- _Exercise directions_
Once you have checked the records that follow, state how many of their lines hold "chrono", giving the number only.
:: Records ::
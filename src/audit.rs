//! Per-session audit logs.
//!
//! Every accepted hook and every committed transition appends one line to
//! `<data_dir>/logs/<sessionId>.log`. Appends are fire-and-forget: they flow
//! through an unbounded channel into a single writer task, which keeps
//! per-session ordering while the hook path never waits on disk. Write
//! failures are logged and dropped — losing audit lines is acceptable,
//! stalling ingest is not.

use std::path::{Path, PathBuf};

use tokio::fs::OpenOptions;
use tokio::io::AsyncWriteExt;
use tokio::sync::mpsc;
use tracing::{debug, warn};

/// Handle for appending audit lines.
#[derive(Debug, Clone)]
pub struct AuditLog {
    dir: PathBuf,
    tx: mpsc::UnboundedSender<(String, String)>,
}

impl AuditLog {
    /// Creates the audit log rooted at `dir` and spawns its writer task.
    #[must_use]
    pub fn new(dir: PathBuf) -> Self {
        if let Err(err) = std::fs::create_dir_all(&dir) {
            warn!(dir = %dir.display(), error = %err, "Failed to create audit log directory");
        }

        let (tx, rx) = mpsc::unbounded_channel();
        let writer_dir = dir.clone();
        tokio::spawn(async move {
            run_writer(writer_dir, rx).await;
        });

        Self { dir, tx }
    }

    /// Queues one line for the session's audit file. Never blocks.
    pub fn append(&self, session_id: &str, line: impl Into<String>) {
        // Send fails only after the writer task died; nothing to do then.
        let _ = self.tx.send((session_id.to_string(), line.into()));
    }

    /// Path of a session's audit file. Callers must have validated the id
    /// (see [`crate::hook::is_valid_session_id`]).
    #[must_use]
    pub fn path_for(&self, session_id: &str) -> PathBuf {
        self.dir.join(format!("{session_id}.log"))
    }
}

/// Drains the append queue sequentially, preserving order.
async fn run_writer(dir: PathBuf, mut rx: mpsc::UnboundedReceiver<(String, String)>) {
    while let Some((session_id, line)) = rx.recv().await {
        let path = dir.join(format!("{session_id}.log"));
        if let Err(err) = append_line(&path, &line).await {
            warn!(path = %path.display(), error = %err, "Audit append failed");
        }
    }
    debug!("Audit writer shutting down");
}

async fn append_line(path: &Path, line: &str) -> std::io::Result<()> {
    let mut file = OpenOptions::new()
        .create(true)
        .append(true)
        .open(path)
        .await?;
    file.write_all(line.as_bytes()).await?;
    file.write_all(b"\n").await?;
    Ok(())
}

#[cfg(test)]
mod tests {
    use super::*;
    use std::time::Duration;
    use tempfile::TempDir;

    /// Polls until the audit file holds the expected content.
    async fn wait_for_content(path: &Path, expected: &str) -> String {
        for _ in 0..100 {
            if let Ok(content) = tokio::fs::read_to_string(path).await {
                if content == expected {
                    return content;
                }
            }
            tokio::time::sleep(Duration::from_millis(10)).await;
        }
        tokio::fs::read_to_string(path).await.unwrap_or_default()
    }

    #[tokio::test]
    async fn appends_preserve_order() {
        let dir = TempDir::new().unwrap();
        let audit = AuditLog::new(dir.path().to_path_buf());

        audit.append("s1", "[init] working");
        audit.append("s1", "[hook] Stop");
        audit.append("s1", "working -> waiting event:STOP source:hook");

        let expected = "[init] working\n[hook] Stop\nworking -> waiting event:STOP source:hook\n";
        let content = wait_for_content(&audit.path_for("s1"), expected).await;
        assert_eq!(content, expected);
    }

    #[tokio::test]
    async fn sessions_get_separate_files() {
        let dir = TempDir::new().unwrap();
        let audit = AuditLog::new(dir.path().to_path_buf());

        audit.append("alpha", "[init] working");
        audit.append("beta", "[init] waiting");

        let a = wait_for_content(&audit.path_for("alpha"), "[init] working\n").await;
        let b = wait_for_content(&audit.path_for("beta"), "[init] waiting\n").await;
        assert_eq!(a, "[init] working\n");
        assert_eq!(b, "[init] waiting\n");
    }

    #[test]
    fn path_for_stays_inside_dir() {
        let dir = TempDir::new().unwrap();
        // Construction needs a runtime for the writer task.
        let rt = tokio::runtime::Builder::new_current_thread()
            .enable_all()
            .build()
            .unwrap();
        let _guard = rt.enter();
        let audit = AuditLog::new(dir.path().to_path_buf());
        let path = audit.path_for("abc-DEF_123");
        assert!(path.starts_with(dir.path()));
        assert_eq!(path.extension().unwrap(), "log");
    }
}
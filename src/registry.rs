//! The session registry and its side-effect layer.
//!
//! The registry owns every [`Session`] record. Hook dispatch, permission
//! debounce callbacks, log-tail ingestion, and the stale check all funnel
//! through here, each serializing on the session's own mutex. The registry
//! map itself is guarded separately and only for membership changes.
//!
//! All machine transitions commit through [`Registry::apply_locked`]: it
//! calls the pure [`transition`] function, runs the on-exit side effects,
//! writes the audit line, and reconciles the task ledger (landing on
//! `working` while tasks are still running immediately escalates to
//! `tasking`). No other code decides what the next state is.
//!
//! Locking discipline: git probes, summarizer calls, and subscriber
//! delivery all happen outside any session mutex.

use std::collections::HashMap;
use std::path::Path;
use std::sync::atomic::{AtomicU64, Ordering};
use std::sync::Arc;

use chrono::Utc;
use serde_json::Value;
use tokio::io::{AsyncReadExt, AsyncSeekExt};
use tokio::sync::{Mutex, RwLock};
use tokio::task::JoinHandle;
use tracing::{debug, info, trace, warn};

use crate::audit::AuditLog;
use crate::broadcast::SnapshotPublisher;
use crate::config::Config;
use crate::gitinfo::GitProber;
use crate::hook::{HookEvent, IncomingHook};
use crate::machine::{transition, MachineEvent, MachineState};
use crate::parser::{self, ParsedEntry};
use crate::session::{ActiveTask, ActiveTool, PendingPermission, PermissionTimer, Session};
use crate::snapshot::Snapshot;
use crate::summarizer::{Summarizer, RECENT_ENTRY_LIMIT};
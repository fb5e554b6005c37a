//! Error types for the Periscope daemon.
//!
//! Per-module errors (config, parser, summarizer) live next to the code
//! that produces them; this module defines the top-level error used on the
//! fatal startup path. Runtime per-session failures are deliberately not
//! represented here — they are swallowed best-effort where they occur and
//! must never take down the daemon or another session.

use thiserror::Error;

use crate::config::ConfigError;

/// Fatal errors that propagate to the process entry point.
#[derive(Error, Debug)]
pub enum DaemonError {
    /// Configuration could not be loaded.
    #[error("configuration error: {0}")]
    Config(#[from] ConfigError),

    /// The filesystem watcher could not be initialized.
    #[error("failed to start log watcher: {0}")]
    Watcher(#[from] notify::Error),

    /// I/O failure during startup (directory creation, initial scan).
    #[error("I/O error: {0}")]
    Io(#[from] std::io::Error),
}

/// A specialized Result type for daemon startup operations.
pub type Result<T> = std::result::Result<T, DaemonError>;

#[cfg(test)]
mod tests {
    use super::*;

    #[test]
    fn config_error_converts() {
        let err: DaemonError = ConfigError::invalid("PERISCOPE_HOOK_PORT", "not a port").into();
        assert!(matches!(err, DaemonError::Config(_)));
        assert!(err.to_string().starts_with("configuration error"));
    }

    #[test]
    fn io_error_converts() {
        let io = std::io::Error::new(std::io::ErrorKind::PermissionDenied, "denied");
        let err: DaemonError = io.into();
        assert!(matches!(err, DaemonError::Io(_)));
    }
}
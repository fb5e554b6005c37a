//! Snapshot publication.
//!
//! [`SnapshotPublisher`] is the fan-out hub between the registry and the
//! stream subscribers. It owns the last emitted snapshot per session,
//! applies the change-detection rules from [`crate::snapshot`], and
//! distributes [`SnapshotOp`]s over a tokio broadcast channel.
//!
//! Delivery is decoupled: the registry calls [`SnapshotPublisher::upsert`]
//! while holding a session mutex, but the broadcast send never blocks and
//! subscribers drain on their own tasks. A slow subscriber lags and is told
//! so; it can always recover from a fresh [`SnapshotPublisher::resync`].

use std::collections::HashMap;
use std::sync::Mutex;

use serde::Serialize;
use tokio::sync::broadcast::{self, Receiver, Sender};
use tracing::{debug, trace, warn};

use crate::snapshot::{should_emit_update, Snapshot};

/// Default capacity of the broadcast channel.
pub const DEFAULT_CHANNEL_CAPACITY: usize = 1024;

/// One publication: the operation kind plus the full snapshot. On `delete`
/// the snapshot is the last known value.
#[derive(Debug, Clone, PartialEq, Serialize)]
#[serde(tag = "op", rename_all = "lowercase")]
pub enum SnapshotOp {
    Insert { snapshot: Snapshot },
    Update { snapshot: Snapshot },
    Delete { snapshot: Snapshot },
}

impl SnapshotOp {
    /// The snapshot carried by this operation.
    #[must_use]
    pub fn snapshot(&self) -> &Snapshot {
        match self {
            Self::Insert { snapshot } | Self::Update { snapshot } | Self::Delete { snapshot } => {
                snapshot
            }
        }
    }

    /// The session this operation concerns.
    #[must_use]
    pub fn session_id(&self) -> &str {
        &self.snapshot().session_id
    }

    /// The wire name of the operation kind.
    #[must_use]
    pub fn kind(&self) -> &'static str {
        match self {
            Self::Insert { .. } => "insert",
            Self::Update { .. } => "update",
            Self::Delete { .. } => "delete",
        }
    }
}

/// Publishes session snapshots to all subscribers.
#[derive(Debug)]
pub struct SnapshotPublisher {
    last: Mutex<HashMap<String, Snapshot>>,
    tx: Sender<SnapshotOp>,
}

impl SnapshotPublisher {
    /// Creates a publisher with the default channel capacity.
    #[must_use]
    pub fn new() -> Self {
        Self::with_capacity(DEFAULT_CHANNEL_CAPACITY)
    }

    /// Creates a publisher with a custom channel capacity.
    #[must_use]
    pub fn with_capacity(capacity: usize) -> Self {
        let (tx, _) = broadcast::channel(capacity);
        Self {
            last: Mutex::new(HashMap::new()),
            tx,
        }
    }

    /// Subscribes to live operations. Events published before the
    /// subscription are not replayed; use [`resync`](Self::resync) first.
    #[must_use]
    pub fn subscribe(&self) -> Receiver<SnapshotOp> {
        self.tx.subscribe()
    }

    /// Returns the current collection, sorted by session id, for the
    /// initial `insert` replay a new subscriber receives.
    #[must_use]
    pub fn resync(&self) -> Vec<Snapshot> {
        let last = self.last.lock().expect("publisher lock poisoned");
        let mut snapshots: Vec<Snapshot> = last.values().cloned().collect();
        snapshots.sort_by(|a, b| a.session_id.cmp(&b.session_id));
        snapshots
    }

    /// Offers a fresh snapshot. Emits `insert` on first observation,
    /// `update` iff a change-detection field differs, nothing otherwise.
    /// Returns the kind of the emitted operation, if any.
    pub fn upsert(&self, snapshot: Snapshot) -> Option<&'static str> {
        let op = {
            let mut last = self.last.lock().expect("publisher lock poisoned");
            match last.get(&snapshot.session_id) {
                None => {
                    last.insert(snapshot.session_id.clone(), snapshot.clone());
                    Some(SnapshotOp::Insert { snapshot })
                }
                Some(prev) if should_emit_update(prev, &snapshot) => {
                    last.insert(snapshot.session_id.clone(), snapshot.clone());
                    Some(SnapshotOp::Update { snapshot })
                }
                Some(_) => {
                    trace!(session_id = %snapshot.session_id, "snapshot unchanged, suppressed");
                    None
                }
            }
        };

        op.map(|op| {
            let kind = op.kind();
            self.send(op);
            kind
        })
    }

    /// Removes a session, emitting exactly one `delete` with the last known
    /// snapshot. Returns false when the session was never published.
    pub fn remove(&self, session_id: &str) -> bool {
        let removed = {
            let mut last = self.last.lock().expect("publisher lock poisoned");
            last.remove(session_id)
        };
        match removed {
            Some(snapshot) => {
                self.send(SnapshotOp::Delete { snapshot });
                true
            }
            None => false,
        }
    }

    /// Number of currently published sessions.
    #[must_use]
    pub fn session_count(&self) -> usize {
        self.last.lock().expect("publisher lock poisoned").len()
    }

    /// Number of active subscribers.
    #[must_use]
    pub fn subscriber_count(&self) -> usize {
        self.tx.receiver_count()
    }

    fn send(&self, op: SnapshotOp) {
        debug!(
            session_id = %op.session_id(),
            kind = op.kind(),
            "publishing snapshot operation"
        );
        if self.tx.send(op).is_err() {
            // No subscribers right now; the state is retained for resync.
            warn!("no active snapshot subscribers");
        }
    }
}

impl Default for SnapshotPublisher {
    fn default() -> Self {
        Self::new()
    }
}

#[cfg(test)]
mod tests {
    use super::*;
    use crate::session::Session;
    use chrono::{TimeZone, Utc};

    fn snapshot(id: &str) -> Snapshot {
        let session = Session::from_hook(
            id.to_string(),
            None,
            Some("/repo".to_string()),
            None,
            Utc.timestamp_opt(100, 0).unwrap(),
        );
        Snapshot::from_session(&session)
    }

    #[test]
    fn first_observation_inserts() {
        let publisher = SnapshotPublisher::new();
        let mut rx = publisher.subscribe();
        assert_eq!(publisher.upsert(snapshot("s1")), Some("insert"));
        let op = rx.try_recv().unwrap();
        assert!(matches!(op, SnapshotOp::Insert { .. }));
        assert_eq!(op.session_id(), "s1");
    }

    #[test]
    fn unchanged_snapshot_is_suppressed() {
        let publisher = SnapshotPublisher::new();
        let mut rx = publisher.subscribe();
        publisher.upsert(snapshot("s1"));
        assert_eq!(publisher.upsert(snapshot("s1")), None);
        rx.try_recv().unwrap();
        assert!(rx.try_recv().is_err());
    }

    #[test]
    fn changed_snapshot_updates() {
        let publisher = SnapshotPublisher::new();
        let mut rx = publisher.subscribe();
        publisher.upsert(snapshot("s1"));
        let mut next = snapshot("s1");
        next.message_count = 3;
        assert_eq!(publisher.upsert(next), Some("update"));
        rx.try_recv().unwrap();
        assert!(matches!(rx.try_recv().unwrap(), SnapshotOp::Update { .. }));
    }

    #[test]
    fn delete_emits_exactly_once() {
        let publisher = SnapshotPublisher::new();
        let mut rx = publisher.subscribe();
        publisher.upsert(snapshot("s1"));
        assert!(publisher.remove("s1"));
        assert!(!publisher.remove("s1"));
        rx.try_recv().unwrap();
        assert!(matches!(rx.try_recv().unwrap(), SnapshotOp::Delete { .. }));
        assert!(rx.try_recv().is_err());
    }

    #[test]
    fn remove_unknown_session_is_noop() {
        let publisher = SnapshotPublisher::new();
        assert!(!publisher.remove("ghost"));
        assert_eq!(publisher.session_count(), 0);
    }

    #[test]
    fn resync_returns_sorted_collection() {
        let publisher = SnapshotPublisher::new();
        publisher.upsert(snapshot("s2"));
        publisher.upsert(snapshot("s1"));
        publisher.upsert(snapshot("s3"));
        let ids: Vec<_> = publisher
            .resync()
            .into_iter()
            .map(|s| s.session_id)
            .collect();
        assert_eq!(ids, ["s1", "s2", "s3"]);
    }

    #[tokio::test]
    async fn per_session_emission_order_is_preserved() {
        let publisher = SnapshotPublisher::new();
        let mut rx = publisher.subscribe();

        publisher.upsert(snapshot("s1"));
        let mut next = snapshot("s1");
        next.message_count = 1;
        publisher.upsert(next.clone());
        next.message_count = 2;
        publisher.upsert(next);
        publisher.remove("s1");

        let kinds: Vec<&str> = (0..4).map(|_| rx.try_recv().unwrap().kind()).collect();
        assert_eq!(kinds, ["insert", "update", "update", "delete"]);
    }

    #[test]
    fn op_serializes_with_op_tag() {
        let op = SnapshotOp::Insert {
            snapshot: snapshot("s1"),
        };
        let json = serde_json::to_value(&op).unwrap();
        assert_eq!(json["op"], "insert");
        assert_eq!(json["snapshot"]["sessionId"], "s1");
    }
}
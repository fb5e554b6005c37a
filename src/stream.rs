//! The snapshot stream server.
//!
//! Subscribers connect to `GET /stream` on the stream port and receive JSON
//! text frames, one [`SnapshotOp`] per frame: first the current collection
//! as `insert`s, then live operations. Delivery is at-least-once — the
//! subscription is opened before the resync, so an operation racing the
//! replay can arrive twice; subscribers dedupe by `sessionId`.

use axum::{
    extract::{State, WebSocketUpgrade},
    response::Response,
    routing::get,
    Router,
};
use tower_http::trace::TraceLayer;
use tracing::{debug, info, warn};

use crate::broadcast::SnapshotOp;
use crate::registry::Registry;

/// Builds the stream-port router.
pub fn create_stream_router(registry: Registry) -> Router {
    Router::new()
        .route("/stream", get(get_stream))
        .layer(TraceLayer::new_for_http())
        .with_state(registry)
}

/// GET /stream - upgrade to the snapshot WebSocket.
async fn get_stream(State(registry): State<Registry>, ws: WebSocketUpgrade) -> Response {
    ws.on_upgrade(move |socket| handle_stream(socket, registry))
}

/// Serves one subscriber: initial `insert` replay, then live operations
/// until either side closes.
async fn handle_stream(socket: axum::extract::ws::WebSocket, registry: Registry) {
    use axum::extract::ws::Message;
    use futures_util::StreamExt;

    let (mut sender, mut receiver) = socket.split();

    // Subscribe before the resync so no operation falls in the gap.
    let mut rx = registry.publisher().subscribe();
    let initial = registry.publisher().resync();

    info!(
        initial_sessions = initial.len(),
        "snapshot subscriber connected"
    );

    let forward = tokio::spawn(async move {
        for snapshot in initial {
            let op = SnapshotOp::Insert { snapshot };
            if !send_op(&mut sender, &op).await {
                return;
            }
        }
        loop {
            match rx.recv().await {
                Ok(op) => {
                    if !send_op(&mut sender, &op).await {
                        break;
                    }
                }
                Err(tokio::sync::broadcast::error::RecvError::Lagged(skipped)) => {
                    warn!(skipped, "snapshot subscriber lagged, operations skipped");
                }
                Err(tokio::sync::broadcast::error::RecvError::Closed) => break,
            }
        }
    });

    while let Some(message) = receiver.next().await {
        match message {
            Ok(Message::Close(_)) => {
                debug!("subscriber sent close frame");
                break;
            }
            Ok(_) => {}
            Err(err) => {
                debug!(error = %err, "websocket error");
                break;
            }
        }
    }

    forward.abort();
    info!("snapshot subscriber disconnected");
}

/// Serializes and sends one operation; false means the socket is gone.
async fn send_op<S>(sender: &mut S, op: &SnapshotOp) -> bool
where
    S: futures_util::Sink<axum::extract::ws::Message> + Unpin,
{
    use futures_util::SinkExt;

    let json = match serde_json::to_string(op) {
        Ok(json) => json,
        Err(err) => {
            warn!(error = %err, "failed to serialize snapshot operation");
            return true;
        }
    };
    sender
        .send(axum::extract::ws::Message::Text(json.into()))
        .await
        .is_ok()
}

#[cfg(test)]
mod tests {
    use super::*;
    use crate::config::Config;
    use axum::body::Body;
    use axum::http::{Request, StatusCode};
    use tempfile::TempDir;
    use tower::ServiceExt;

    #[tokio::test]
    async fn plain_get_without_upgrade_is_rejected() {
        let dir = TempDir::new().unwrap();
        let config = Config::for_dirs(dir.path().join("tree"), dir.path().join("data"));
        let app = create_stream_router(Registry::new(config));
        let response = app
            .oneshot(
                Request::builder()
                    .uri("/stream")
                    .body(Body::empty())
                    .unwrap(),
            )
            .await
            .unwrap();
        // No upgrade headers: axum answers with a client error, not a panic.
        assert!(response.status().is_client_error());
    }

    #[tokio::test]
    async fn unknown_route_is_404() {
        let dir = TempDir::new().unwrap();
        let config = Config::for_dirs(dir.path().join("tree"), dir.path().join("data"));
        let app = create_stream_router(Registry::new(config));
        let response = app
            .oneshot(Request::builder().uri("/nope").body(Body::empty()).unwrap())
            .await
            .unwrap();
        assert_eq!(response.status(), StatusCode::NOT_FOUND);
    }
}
:::
- _Solved exercise_
2